On April 25, 2023, the Chancery Court appointed Sherry Wall, the Lafayette County Chancery Clerk, as conservator over Sullivant Sr.’s estate. On June 9, 2023, Dr. Perkins, through his attorney Hale Freeland, filed a motion to quash the deposition which was later granted. On June 21, 2023, Mr. Sullivant filed a motion for recusal against Chancellor Whitwell. On July 17, the motion for recusal was denied, and the Mississippi Supreme Court affirmed the denial after Mr. Sullivant filed an interlocutory appeal. [15] ex. 12. On October 24, 2023, Chancellor Whitwell transferred the case to Chancellor Lawrence L. Little sua sponte. On November 20, 2023, Mr. Sullivant was sanctioned by Chancellor Little for propounding discovery against Dr. Perkins, a non-party witness. On December 21, 2023, Mike
Roberts replaced Sherry Wall, after her retirement, as Sullivant Sr.’s conservator. On September 19, 2024, Mr. Sullivant filed a motion to recuse against Chancellor Little, which was later denied. On July 30, 2024, Mr. Roberts filed a complaint for partition, seeking to partition real estate jointly owned by Mr. Sullivant and his father by sale, and to place Sullivant Sr. in an assisted living facility.
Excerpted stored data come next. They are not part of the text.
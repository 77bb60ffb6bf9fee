//! Example Store storefront - catalog API server.
//!
//! This binary serves the product catalog that storefront clients read from,
//! on port 3000 under `/hw/store` by default.
//!
//! # Architecture
//!
//! - Axum web framework serving JSON
//! - Products come from a JSON file (`STORE_CATALOG_FILE`) or a generated
//!   demo catalog
//! - Carts live on the client; this server holds no cart state

#![cfg_attr(not(test), forbid(unsafe_code))]

use example_store_storefront::config::StorefrontConfig;
use example_store_storefront::routes;
use example_store_storefront::state::AppState;
use sentry::integrations::tracing as sentry_tracing;
use tracing_subscriber::{layer::SubscriberExt, util::SubscriberInitExt};

/// Initialize Sentry error tracking and return guard that must be kept alive.
fn init_sentry(config: &StorefrontConfig) -> Option<sentry::ClientInitGuard> {
    let dsn = config.sentry_dsn.as_ref()?;

    let guard = sentry::init((
        dsn.as_str(),
        sentry::ClientOptions {
            release: sentry::release_name!(),
            environment: config
                .sentry_environment
                .clone()
                .map(std::borrow::Cow::Owned),
            attach_stacktrace: true,
            ..Default::default()
        },
    ));

    tracing::info!("Sentry initialized");
    Some(guard)
}

/// Filter tracing events to Sentry event types.
fn sentry_event_filter(metadata: &tracing::Metadata<'_>) -> sentry_tracing::EventFilter {
    match *metadata.level() {
        tracing::Level::ERROR | tracing::Level::WARN => sentry_tracing::EventFilter::Event,
        tracing::Level::INFO | tracing::Level::DEBUG => sentry_tracing::EventFilter::Breadcrumb,
        _ => sentry_tracing::EventFilter::Ignore,
    }
}

#[tokio::main]
async fn main() -> Result<(), Box<dyn std::error::Error>> {
    // Load configuration from environment (needed for Sentry init)
    let config = StorefrontConfig::from_env()?;

    // Initialize Sentry (must be done before tracing subscriber)
    let _sentry_guard = init_sentry(&config);

    // Defaults to info level for our crate if RUST_LOG is not set
    let env_filter = tracing_subscriber::EnvFilter::try_from_default_env()
        .unwrap_or_else(|_| "example_store_storefront=info,tower_http=debug".into());

    tracing_subscriber::registry()
        .with(env_filter)
        .with(tracing_subscriber::fmt::layer())
        .with(sentry_tracing::layer().event_filter(sentry_event_filter))
        .init();

    let state = AppState::new(config.clone())?;
    tracing::info!(
        products = state.catalog().products().len(),
        base_path = %config.base_path,
        "Catalog loaded"
    );

    let app = routes::app(state)
        // Sentry layers (outermost for full request coverage)
        .layer(sentry_tower::NewSentryLayer::new_from_top())
        .layer(sentry_tower::SentryHttpLayer::new().enable_transaction());

    let addr = config.socket_addr();
    tracing::info!("storefront listening on {}", addr);

    let listener = tokio::net::TcpListener::bind(addr).await?;

    axum::serve(listener, app)
        .with_graceful_shutdown(shutdown_signal())
        .await?;

    Ok(())
}

/// Wait for shutdown signal (Ctrl+C or SIGTERM).
async fn shutdown_signal() {
    let ctrl_c = async {
        if let Err(e) = tokio::signal::ctrl_c().await {
            tracing::error!(error = %e, "Failed to install Ctrl+C handler");
            std::future::pending::<()>().await;
        }
    };

    #[cfg(unix)]
    let terminate = async {
        match tokio::signal::unix::signal(tokio::signal::unix::SignalKind::terminate()) {
            Ok(mut signal) => {
                signal.recv().await;
            }
            Err(e) => {
                tracing::error!(error = %e, "Failed to install signal handler");
                std::future::pending::<()>().await;
            }
        }
    };

    #[cfg(not(unix))]
    let terminate = std::future::pending::<()>();

    tokio::select! {
        () = ctrl_c => {},
        () = terminate => {},
    }

    tracing::info!("Shutdown signal received, starting graceful shutdown");
}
On October 2, 2024, Mr. Sullivant was ordered to pay regular mortgage payments on the property subject to the partition order. On July 16, 2025, the partition was granted and on September 9, 2025, Mr. Sullivant was found in willful contempt for failure to pay the mortgage as ordered for eight months. Sullivant Sr.’s conservatorship proceedings are still ongoing. Mr. Sullivant now brings this suit pro se against the Defendants because he believes that they are all part of a criminal enterprise whose goal is to use the courts to seize assets from vulnerable individuals. He is suing the Defendants both named and unidentified pursuant to the Racketeer Influenced and Corrupt Organizations Act (RICO) for their role in the alleged criminal enterprise that orchestrated a pattern of racketeering through wire fraud, mail fraud, conspiracy,
witness tampering, and obstruction of justice under the guise of conservatorship proceedings. He is also suing pursuant 42 U.S.C. § 1983 for violations of his First, Fourth, and Fourteenth Amendment rights against Chancellor Whitwell, Chancellor Little, Mr. Roberts, and "attorneys acting in concert with them." [1]. Mr. Sullivant requests that this Court enjoin the ongoing conservatorship proceedings and reverse the Chancery Court’s orders in the matter. Dr. Perkins and Mr. Freeland filed counterclaims for expenses against Mr. Sullivant. Multiple Defendants and Mr. Sullivant have filed motions to dismiss the claims against them. STANDARD OF REVIEW As a preliminary matter, the Court must decide whether it has subject-matter jurisdiction
over this case. “When a Rule 12(b)(1) motion is filed in conjunction with other Rule 12 motions, the court should consider the Rule 12(b)(1) jurisdictional attack before addressing any attack on the merits.” Ramming v. United States, 281 F.3d 158, 161 (5th Cir. 2001). When ruling on a Rule 12(b)(1) motion, the Court “is empowered to consider matters of fact which may be in dispute,” Williamson v. Tucker, 645 F.2d 404, 413 (5th Cir. 1981), and should only grant the motion if “the plaintiff cannot prove any set of facts in support of his claim that would entitle plaintiff to relief.” Ramming, 281 F.3d at 161. The Court will address each of the jurisdictional arguments in turn. ANALYSIS The Defendants argue that Mr. Sullivant’s claims should be dismissed for lack of subject- matter jurisdiction under Federal Rule of Civil Procedure 12(b)(1) because they are barred under the Rooker-Feldman doctrine and Younger Abstention. Mr. Sullivant disagrees. The Court will address each argument in turn. A. Rooker-Feldman Doctrine
The Rooker-Feldman doctrine establishes the principle that federal district courts lack jurisdiction over suits which are, in substance, appeals from state court judgment. Rooker v. Fidelity Trust Co., 263 U.S. 413, 44 S.Ct. 149, 68 L.Ed. 362 (1923); District of Columbia Court of Appeals v. Feldman, 460 U.S. 462, 103 S.Ct. 1303, 75 L.Ed.2d 206 (1983). The doctrine is “narrow[ly]” construed and confined to cases brought by “state-court losers complaining of injuries caused by state-court judgments rendered before the district court proceedings commenced.” Exxon Mobil Corp. v. Saudi Basic Indus., 544 U.S. 280, 284 (2005). “A plaintiff cannot ‘circumvent this jurisdictional limitation by asserting claims not raised in the state court proceedings or claims framed as original claims for relief,’ if these claims are ‘inextricably
intertwined’ with a state judgment.” Turner v. Cade, 354 F. App'x 108, 111 (5th Cir. 2009) (quoting United States v. Shepherd, 23 F.3d 923, 924 (5th Cir.1994)).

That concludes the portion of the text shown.